— WHAT NEEDS TO BE DONE —
Among the lines below, list those containing the string "DbKind".

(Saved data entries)
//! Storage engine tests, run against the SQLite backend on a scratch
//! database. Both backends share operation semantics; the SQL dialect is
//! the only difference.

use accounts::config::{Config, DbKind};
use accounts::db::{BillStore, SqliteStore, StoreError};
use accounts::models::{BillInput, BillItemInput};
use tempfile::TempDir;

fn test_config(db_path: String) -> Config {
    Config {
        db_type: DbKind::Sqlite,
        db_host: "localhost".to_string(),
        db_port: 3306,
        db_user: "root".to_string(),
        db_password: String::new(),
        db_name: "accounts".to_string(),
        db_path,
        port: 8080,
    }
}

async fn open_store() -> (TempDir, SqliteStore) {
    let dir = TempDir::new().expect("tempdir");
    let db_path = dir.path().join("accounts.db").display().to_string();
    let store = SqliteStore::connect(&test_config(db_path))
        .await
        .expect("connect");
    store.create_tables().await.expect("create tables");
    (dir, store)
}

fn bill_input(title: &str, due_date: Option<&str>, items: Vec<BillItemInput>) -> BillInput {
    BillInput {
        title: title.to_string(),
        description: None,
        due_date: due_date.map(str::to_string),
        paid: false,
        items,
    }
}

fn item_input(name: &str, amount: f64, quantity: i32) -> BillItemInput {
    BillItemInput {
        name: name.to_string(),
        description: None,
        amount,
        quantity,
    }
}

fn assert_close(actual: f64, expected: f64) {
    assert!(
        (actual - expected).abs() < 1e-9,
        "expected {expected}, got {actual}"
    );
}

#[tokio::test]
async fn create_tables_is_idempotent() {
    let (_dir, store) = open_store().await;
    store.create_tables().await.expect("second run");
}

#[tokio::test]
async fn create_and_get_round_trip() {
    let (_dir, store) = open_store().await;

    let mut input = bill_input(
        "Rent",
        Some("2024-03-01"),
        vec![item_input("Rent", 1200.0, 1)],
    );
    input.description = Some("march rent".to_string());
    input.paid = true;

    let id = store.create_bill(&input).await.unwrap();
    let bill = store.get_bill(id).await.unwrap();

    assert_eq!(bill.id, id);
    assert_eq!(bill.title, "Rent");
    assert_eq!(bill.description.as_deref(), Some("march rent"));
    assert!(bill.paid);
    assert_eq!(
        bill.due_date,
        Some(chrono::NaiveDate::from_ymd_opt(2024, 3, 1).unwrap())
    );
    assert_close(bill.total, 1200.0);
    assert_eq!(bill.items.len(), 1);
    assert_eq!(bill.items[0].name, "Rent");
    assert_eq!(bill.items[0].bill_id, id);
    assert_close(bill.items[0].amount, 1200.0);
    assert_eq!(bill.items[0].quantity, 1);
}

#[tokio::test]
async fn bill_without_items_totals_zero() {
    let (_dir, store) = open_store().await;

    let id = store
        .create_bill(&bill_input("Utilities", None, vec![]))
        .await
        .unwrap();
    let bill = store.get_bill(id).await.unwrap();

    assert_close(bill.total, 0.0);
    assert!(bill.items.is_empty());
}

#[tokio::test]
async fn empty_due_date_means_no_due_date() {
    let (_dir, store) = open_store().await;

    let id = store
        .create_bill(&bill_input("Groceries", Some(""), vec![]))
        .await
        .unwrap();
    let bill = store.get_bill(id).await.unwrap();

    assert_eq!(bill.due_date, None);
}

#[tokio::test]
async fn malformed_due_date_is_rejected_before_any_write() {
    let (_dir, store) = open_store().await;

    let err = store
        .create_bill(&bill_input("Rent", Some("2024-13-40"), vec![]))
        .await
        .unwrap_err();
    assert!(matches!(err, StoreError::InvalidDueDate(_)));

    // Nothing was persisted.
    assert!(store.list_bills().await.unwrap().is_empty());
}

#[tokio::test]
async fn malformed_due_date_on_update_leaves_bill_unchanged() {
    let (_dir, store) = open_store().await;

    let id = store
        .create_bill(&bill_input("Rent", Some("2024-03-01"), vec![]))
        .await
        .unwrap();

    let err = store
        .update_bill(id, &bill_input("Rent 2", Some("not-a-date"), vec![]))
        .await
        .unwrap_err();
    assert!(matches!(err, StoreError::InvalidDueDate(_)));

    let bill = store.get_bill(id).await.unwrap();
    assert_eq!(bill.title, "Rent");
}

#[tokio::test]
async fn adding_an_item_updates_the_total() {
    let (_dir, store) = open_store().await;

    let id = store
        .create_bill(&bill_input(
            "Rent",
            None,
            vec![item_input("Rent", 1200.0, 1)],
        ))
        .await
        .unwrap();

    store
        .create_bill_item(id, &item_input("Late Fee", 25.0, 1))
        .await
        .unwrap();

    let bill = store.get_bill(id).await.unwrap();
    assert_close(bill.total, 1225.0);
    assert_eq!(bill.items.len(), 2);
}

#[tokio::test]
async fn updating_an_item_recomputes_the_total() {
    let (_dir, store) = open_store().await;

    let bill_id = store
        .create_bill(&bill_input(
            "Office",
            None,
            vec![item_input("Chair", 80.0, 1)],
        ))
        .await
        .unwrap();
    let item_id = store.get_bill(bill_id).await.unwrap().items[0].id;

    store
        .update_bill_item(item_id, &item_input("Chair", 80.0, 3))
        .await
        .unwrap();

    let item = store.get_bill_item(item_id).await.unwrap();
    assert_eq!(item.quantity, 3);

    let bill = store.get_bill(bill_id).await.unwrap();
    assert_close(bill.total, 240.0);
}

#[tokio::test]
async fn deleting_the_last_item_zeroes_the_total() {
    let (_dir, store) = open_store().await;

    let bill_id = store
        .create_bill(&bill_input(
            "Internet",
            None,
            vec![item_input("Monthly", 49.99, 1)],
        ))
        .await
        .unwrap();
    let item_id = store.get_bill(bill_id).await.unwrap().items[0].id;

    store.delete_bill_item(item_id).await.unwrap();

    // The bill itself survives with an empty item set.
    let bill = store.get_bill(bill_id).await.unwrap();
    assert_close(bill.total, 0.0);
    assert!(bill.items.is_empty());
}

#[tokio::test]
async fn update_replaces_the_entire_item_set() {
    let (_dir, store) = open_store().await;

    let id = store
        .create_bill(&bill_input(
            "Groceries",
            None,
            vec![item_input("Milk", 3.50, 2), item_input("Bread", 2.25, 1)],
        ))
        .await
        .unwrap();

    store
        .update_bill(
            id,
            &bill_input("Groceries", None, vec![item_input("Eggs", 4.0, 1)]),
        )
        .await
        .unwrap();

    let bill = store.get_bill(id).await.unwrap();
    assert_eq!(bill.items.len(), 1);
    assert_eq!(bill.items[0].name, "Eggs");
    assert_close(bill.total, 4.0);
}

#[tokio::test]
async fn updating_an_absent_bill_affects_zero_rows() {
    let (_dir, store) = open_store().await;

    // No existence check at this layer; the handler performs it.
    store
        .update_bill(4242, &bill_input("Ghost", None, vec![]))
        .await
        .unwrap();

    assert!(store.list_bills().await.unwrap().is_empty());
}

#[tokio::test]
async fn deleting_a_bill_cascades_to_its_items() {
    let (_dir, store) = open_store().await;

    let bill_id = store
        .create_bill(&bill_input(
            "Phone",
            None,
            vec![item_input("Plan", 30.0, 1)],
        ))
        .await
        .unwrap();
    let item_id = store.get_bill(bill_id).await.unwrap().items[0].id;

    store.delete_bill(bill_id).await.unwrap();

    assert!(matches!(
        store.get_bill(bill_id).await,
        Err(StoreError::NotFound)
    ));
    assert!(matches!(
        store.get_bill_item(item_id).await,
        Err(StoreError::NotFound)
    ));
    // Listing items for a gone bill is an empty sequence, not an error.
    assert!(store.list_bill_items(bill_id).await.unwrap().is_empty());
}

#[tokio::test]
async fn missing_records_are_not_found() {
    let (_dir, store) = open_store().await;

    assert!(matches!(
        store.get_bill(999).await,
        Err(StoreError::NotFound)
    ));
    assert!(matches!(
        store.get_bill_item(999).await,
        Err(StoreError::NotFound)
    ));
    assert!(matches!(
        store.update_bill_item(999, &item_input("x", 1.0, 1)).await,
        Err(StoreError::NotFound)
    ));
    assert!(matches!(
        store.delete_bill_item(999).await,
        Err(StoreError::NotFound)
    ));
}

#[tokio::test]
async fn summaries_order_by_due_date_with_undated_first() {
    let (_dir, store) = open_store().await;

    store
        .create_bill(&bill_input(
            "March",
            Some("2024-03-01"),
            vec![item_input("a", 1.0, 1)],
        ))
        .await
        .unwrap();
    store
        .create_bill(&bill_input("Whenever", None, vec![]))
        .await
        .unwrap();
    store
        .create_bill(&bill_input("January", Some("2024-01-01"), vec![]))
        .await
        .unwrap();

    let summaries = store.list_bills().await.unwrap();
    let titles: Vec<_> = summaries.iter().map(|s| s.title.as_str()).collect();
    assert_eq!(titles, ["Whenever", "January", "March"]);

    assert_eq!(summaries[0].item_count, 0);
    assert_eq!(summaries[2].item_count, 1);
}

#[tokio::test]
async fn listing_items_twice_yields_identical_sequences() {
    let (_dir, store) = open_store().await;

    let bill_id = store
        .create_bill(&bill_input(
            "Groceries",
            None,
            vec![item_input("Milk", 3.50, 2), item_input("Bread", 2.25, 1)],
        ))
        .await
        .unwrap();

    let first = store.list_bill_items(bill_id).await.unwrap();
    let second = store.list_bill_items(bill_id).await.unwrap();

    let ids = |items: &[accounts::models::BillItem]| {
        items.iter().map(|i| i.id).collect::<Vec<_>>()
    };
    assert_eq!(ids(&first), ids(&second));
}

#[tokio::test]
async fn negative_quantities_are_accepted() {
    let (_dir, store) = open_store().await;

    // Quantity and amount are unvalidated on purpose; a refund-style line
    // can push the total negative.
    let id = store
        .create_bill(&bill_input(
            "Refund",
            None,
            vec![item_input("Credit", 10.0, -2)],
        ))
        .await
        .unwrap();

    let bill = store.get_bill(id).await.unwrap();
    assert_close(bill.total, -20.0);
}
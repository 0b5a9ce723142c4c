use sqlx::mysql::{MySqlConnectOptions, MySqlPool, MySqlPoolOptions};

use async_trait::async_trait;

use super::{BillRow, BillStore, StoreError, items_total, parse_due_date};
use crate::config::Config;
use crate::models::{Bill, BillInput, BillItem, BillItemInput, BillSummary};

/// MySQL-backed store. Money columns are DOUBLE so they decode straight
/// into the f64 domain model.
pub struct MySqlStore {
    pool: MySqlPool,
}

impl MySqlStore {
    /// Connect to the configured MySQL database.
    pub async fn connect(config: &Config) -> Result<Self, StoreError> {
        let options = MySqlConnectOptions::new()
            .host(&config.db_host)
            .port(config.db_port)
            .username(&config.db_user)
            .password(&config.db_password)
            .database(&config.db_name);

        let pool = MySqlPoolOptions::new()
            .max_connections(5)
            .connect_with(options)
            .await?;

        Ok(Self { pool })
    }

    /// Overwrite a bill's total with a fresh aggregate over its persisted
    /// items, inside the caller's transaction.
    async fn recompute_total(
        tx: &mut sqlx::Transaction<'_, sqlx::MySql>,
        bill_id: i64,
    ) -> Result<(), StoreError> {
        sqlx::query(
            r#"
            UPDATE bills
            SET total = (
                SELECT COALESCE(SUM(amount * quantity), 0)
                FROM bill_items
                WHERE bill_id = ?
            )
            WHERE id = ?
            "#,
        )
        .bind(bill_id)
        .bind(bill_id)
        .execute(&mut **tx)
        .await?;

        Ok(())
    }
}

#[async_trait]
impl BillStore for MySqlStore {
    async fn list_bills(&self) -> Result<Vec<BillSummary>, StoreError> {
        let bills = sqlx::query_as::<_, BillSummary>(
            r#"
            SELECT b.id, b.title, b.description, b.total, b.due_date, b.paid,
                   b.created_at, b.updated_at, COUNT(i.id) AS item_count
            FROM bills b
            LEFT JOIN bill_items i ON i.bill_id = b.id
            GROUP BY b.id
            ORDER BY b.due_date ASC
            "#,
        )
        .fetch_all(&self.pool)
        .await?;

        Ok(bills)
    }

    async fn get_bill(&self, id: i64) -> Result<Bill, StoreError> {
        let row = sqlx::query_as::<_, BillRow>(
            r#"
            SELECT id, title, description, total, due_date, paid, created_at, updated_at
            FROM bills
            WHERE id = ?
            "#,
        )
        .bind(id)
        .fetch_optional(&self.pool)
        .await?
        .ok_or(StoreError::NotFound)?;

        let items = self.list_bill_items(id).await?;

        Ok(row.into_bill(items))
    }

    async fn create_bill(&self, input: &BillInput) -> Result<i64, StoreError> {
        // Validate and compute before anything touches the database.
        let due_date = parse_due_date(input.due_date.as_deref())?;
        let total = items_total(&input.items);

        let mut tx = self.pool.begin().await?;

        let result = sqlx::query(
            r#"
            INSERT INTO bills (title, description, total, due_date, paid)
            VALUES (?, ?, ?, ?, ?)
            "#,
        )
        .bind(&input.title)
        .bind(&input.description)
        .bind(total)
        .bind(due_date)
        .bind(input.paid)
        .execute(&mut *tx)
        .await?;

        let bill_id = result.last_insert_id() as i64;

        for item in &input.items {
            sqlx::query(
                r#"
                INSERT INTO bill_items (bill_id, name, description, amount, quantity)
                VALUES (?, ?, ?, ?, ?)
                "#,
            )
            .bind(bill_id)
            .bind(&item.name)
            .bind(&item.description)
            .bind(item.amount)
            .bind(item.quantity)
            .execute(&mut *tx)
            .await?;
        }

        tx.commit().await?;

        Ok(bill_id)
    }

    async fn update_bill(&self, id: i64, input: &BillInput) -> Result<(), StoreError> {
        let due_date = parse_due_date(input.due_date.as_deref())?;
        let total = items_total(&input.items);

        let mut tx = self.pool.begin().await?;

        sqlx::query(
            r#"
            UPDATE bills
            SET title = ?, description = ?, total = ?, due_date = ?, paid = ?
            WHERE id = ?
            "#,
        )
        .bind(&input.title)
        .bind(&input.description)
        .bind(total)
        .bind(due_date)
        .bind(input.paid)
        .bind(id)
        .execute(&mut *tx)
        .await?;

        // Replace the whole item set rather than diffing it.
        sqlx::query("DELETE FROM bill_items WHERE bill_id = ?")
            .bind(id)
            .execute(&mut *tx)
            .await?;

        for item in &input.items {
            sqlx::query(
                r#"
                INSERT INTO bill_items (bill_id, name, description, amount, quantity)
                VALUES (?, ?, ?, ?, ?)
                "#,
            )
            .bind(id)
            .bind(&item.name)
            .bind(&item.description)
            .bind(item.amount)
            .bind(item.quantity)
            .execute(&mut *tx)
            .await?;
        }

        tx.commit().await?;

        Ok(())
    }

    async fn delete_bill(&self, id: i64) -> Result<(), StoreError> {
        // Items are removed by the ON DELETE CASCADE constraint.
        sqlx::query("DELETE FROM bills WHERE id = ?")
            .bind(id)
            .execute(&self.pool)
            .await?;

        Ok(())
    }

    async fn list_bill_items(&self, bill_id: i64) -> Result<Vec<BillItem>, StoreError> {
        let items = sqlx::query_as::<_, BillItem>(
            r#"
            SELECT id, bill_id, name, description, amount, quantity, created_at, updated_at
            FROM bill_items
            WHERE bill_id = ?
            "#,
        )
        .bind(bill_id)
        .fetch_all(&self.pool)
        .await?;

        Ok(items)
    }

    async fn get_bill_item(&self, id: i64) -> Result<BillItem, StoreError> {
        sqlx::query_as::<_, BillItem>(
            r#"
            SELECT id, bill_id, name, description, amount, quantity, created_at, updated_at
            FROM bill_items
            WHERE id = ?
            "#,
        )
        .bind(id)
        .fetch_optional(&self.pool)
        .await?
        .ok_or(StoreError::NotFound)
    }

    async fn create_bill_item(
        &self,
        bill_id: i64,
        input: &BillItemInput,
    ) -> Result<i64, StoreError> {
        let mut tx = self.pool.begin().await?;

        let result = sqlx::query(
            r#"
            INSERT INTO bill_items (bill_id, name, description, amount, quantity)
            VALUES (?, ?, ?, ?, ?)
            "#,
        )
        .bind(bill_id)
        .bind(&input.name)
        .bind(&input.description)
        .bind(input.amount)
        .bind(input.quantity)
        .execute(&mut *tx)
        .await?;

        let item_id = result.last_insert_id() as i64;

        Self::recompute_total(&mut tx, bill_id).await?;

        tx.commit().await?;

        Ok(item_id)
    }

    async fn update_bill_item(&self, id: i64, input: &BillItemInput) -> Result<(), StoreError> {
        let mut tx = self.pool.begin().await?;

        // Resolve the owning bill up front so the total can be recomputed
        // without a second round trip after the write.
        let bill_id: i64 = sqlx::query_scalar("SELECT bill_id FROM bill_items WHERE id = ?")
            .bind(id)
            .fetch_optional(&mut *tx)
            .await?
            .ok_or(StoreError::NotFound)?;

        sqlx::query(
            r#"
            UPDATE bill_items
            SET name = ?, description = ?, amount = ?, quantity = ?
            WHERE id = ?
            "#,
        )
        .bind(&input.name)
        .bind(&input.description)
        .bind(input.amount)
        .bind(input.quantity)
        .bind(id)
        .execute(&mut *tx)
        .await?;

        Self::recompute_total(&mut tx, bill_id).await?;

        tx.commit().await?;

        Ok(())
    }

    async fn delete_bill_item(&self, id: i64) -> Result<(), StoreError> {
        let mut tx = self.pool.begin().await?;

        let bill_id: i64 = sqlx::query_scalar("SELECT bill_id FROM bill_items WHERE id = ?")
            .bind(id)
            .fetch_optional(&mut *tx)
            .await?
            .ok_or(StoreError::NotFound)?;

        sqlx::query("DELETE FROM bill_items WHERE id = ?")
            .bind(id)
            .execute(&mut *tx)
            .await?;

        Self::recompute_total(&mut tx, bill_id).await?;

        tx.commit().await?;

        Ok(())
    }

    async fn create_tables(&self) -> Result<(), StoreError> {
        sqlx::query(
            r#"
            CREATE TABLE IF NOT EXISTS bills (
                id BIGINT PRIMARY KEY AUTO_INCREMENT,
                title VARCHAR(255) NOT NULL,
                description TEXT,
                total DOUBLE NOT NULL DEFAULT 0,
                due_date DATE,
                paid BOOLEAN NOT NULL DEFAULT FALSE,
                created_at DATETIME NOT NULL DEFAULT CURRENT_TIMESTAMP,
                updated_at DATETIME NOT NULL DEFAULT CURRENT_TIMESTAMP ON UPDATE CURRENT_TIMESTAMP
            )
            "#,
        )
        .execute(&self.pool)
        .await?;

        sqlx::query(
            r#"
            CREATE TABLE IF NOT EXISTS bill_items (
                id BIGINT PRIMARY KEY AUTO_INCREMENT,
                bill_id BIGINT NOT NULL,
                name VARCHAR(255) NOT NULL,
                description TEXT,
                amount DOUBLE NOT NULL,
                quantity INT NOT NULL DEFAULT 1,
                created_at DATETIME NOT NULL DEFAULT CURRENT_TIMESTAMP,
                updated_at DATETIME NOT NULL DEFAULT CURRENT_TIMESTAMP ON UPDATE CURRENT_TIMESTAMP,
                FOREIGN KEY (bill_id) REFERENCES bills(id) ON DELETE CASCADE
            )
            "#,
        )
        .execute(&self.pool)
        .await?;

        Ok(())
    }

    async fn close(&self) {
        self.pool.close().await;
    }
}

— ANSWER BELOW —
use accounts::config::{Config, DbKind};
        db_type: DbKind::Sqlite,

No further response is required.